■ TASK OBJECTIVE ■
In the data below, find every line with the word "CARS" and copy it.

----- DATA SUPPLIED

//! Plain-text invoices for printing at the counter.

use std::fmt::Write;

use crate::models::{Customer, Order};

const WIDTH: usize = 60;
const DEALER_NAME: &str = "AutoPOS Motors";

/// Render `order` as a fixed-width text invoice.
///
/// When the customer record is available its email, phone and address are
/// printed under the bill-to name.
#[must_use]
pub fn render_invoice(order: &Order, customer: Option<&Customer>) -> String {
    let rule = "=".repeat(WIDTH);
    let thin = "-".repeat(WIDTH);
    let mut out = String::new();

    let _ = writeln!(out, "{rule}");
    let _ = writeln!(out, "{DEALER_NAME:^WIDTH$}");
    let _ = writeln!(out, "{:^WIDTH$}", "INVOICE");
    let _ = writeln!(out, "{rule}");
    let _ = writeln!(out, "Invoice:  {}", order.id);
    let _ = writeln!(out, "Date:     {}", order.date.format("%Y-%m-%d %H:%M UTC"));
    let _ = writeln!(out, "Payment:  {}", order.payment_method);
    let _ = writeln!(out, "Status:   {}", order.status);
    let _ = writeln!(out, "{thin}");

    let _ = writeln!(out, "Bill to:  {} ({})", order.customer_name, order.customer_id);
    if let Some(customer) = customer {
        let _ = writeln!(out, "          {}", customer.email);
        for extra in [&customer.phone, &customer.address] {
            if !extra.is_empty() {
                let _ = writeln!(out, "          {extra}");
            }
        }
    }
    let _ = writeln!(out, "{thin}");

    let _ = writeln!(out, "{:<26} {:<10} {:>4} {:>8} {:>8}", "Vehicle", "Color", "Qty", "Price", "Total");
    for line in &order.items {
        let vehicle = format!("{} {}", line.product.year, line.product.display_name());
        let _ = writeln!(
            out,
            "{:<26} {:<10} {:>4} {:>8} {:>8}",
            truncate(&vehicle, 26),
            truncate(&line.selected_color, 10),
            line.quantity,
            line.product.price.to_string(),
            line.line_total().to_string(),
        );
    }
    let _ = writeln!(out, "{thin}");

    let label_width = WIDTH - 14;
    let _ = writeln!(out, "{:>label_width$} {:>13}", "Subtotal:", order.totals.subtotal.to_string());
    let _ = writeln!(out, "{:>label_width$} {:>13}", "Tax (10%):", order.totals.tax.to_string());
    let _ = writeln!(out, "{:>label_width$} {:>13}", "Total:", order.totals.total.to_string());
    let _ = writeln!(out, "{rule}");
    let _ = writeln!(out, "{:^WIDTH$}", "Thank you for your purchase!");
    out
}

fn truncate(text: &str, max: usize) -> String {
    if text.chars().count() <= max {
        text.to_string()
    } else {
        let mut short: String = text.chars().take(max.saturating_sub(1)).collect();
        short.push('~');
        short
    }
}
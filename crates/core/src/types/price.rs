//! Type-safe price representation using decimal arithmetic.
//!
//! Catalog prices are whole currency units, but tax is a percentage of the
//! subtotal and can produce fractions. Amounts are therefore kept as
//! [`Decimal`] so that `total == subtotal + tax` holds exactly.
//!
//! Prices serialize as plain JSON numbers (`19900`, `1995.5`) to stay
//! compatible with the persisted documents. Whole amounts are written as
//! integers.

use core::fmt;
use core::iter::Sum;
use core::ops::{Add, AddAssign, Mul};

use rust_decimal::Decimal;
use rust_decimal::prelude::ToPrimitive;
use serde::{Deserialize, Serialize, Serializer};

/// Fixed sales tax rate applied at checkout (10%).
pub const TAX_RATE: Decimal = Decimal::from_parts(10, 0, 0, false, 2);

/// An amount of money in the store currency's standard unit.
#[derive(Debug, Clone, Copy, PartialEq, Eq, PartialOrd, Ord, Hash, Default, Serialize, Deserialize)]
#[serde(transparent)]
pub struct Price(
    #[serde(
        serialize_with = "serialize_amount",
        deserialize_with = "rust_decimal::serde::float::deserialize"
    )]
    Decimal,
);

fn serialize_amount<S: Serializer>(amount: &Decimal, serializer: S) -> Result<S::Ok, S::Error> {
    match amount.fract().is_zero().then(|| amount.to_i64()).flatten() {
        Some(units) => serializer.serialize_i64(units),
        None => rust_decimal::serde::float::serialize(amount, serializer),
    }
}

impl Price {
    /// A zero amount.
    pub const ZERO: Self = Self(Decimal::ZERO);

    /// Create a price from a decimal amount.
    #[must_use]
    pub const fn new(amount: Decimal) -> Self {
        Self(amount)
    }

    /// Create a price from a whole number of currency units.
    #[must_use]
    pub fn from_units(units: i64) -> Self {
        Self(Decimal::from(units))
    }

    /// The underlying decimal amount.
    #[must_use]
    pub const fn amount(&self) -> Decimal {
        self.0
    }

    /// This price multiplied by a quantity.
    #[must_use]
    pub fn times(self, quantity: u32) -> Self {
        Self(self.0 * Decimal::from(quantity))
    }

    /// Sales tax owed on this amount at [`TAX_RATE`].
    #[must_use]
    pub fn tax(self) -> Self {
        Self(self.0 * TAX_RATE)
    }

    /// Returns `true` when the amount is zero.
    #[must_use]
    pub fn is_zero(&self) -> bool {
        self.0.is_zero()
    }
}

impl Add for Price {
    type Output = Self;

    fn add(self, rhs: Self) -> Self::Output {
        Self(self.0 + rhs.0)
    }
}

impl AddAssign for Price {
    fn add_assign(&mut self, rhs: Self) {
        self.0 += rhs.0;
    }
}

impl Mul<u32> for Price {
    type Output = Self;

    fn mul(self, rhs: u32) -> Self::Output {
        self.times(rhs)
    }
}

impl Sum for Price {
    fn sum<I: Iterator<Item = Self>>(iter: I) -> Self {
        iter.fold(Self::ZERO, Add::add)
    }
}

impl<'a> Sum<&'a Self> for Price {
    fn sum<I: Iterator<Item = &'a Self>>(iter: I) -> Self {
        iter.copied().sum()
    }
}

impl From<Decimal> for Price {
    fn from(amount: Decimal) -> Self {
        Self(amount)
    }
}

/// Formats as `$39,800` or `$1,995.5` (thousands separators, no trailing zeros).
impl fmt::Display for Price {
    fn fmt(&self, f: &mut fmt::Formatter<'_>) -> fmt::Result {
        let normalized = self.0.normalize();
        let text = normalized.abs().to_string();
        let (whole, fraction) = text
            .split_once('.')
            .map_or((text.as_str(), None), |(w, fr)| (w, Some(fr)));

        let mut grouped = String::with_capacity(whole.len() + whole.len() / 3);
        for (i, digit) in whole.chars().enumerate() {
            if i > 0 && (whole.len() - i) % 3 == 0 {
                grouped.push(',');
            }
            grouped.push(digit);
        }

        if normalized.is_sign_negative() && !normalized.is_zero() {
            f.write_str("-")?;
        }
        write!(f, "${grouped}")?;
        if let Some(fraction) = fraction {
            write!(f, ".{fraction}")?;
        }
        Ok(())
    }
}

/// Subtotal, tax and grand total of a set of line items.
#[derive(Debug, Clone, Copy, PartialEq, Eq, Default, Serialize, Deserialize)]
pub struct Totals {
    /// Sum of `price * quantity` over all lines.
    pub subtotal: Price,
    /// `subtotal * TAX_RATE`.
    pub tax: Price,
    /// `subtotal + tax`.
    pub total: Price,
}

impl Totals {
    /// Derive tax and grand total from a subtotal.
    #[must_use]
    pub fn from_subtotal(subtotal: Price) -> Self {
        let tax = subtotal.tax();
        Self {
            subtotal,
            tax,
            total: subtotal + tax,
        }
    }
}
//! Order history.
//!
//! # Usage
//!
//! ```bash
//! autopos orders list
//! autopos orders list --search jane
//! autopos orders show INV-1704110400000
//! ```

use autopos_admin::services::render_invoice;
use autopos_admin::{AppError, PosSession};
use autopos_core::OrderId;

/// Print orders, most recent first, optionally narrowed by `search`.
pub fn list(session: &PosSession, search: Option<&str>) {
    let orders = session.orders().search(search.unwrap_or_default());
    if orders.is_empty() {
        println!("No orders.");
        return;
    }

    println!(
        "{:<18} {:<17} {:<20} {:>5} {:>10} {:<5} {}",
        "Invoice", "Date", "Customer", "Units", "Total", "Pay", "Status"
    );
    for order in &orders {
        println!(
            "{:<18} {:<17} {:<20} {:>5} {:>10} {:<5} {}",
            order.id.as_str(),
            order.date.format("%Y-%m-%d %H:%M").to_string(),
            order.customer_name,
            order.unit_count(),
            order.totals.total.to_string(),
            order.payment_method.as_str(),
            order.status
        );
    }
}

/// Print the invoice for order `id`.
///
/// # Errors
///
/// Returns [`AppError::NotFound`] if no order has that id.
pub fn show(session: &PosSession, id: &str) -> Result<(), AppError> {
    let order = session
        .orders()
        .find(&OrderId::new(id))
        .ok_or_else(|| AppError::NotFound(format!("order {id}")))?;
    let customer = session.customers().find(&order.customer_id);
    print!("{}", render_invoice(order, customer));
    Ok(())
}
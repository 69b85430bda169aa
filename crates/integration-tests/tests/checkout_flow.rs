//! Checkout against a file-backed database.
//!
//! Covers the sale scenarios end to end: totals, stock, purchase history and
//! the cart all land in storage, and a rejected checkout leaves every
//! document untouched.

#![allow(clippy::unwrap_used)]

use autopos_admin::db::{KeyValueStore, keys};
use autopos_admin::services::CheckoutError;
use autopos_core::{CustomerId, OrderStatus, PaymentMethod, Price, ProductId};
use autopos_integration_tests::TestDb;
use chrono::{TimeZone, Utc};

fn corolla() -> ProductId {
    ProductId::new("C-0001")
}

fn mustang() -> ProductId {
    ProductId::new("C-0003")
}

// =============================================================================
// Successful sales
// =============================================================================

#[test]
fn test_cash_sale_settles_every_store() {
    let db = TestDb::new().unwrap();
    let mut session = db.seeded_session().unwrap();

    let product = session.catalog().find(&corolla()).unwrap().clone();
    assert_eq!(product.stock, 3);
    session.cart_mut().add_line(&product, 2, Some("red")).unwrap();

    let placed_at = Utc.with_ymd_and_hms(2024, 1, 1, 12, 0, 0).unwrap();
    let order = session
        .checkout_parts()
        .commit_at(&CustomerId::new("CU-1"), PaymentMethod::Cash, placed_at)
        .unwrap();

    assert_eq!(order.id.as_str(), "INV-1704110400000");
    assert_eq!(order.customer_name, "Jane Doe");
    assert_eq!(order.status, OrderStatus::Paid);
    assert_eq!(order.totals.subtotal, Price::from_units(39_800));
    assert_eq!(order.totals.tax, Price::from_units(3_980));
    assert_eq!(order.totals.total, Price::from_units(43_780));

    // A second connection sees everything the first one wrote.
    let reopened = db.session().unwrap();
    assert_eq!(reopened.catalog().find(&corolla()).unwrap().stock, 1);
    assert_eq!(
        reopened
            .customers()
            .find(&CustomerId::new("CU-1"))
            .unwrap()
            .purchase_history,
        [order.id.clone()]
    );
    assert!(reopened.cart().is_empty());
    assert_eq!(reopened.orders().list(), [order]);
}

#[test]
fn test_overselling_floors_stock_at_zero() {
    let db = TestDb::new().unwrap();
    let mut session = db.seeded_session().unwrap();

    let product = session.catalog().find(&mustang()).unwrap().clone();
    assert_eq!(product.stock, 1);
    session.cart_mut().add_line(&product, 3, None).unwrap();

    session
        .checkout(&CustomerId::new("CU-2"), PaymentMethod::Card)
        .unwrap();

    assert_eq!(session.catalog().find(&mustang()).unwrap().stock, 0);
    assert_eq!(db.session().unwrap().catalog().find(&mustang()).unwrap().stock, 0);
}

#[test]
fn test_color_variants_are_separate_lines_on_the_order() {
    let db = TestDb::new().unwrap();
    let mut session = db.seeded_session().unwrap();

    let product = session.catalog().find(&corolla()).unwrap().clone();
    session.cart_mut().add_line(&product, 1, Some("red")).unwrap();
    session.cart_mut().add_line(&product, 1, Some("white")).unwrap();
    assert_eq!(session.cart().len(), 2);

    let order = session
        .checkout(&CustomerId::new("CU-1"), PaymentMethod::Bank)
        .unwrap();

    let colors: Vec<&str> = order.items.iter().map(|l| l.selected_color.as_str()).collect();
    assert_eq!(colors, ["red", "white"]);
    assert_eq!(session.catalog().find(&corolla()).unwrap().stock, 1);
}

#[test]
fn test_orders_are_most_recent_first() {
    let db = TestDb::new().unwrap();
    let mut session = db.seeded_session().unwrap();
    let product = session.catalog().find(&corolla()).unwrap().clone();

    for (hour, customer) in [(9, "CU-1"), (10, "CU-2")] {
        session.cart_mut().add_line(&product, 1, None).unwrap();
        session
            .checkout_parts()
            .commit_at(
                &CustomerId::new(customer),
                PaymentMethod::Card,
                Utc.with_ymd_and_hms(2024, 2, 1, hour, 0, 0).unwrap(),
            )
            .unwrap();
    }

    let reopened = db.session().unwrap();
    let names: Vec<&str> = reopened
        .orders()
        .list()
        .iter()
        .map(|o| o.customer_name.as_str())
        .collect();
    assert_eq!(names, ["John Smith", "Jane Doe"]);
}

// =============================================================================
// Rejected checkouts
// =============================================================================

#[test]
fn test_unknown_customer_leaves_storage_untouched() {
    let db = TestDb::new().unwrap();
    let mut session = db.seeded_session().unwrap();
    let product = session.catalog().find(&corolla()).unwrap().clone();
    session.cart_mut().add_line(&product, 2, None).unwrap();

    let storage = db.store().unwrap();
    let before: Vec<Option<String>> = [keys::CART, keys::CARS, keys::CUSTOMERS, keys::ORDERS]
        .iter()
        .map(|key| storage.get(key).unwrap())
        .collect();

    let err = session
        .checkout(&CustomerId::new("CU-404"), PaymentMethod::Cash)
        .unwrap_err();
    assert!(matches!(err, CheckoutError::CustomerNotFound(_)));
    assert!(err.is_validation());

    let after: Vec<Option<String>> = [keys::CART, keys::CARS, keys::CUSTOMERS, keys::ORDERS]
        .iter()
        .map(|key| storage.get(key).unwrap())
        .collect();
    assert_eq!(before, after);
    assert_eq!(session.cart().unit_count(), 2);
}

#[test]
fn test_empty_cart_is_rejected() {
    let db = TestDb::new().unwrap();
    let mut session = db.seeded_session().unwrap();

    let err = session
        .checkout(&CustomerId::new("CU-1"), PaymentMethod::Cash)
        .unwrap_err();
    assert!(matches!(err, CheckoutError::EmptyCart));
    assert!(session.orders().is_empty());
}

----------

■ EXERCISE ANSWER ■
    let before: Vec<Option<String>> = [keys::CART, keys::CARS, keys::CUSTOMERS, keys::ORDERS]
    let after: Vec<Option<String>> = [keys::CART, keys::CARS, keys::CUSTOMERS, keys::ORDERS]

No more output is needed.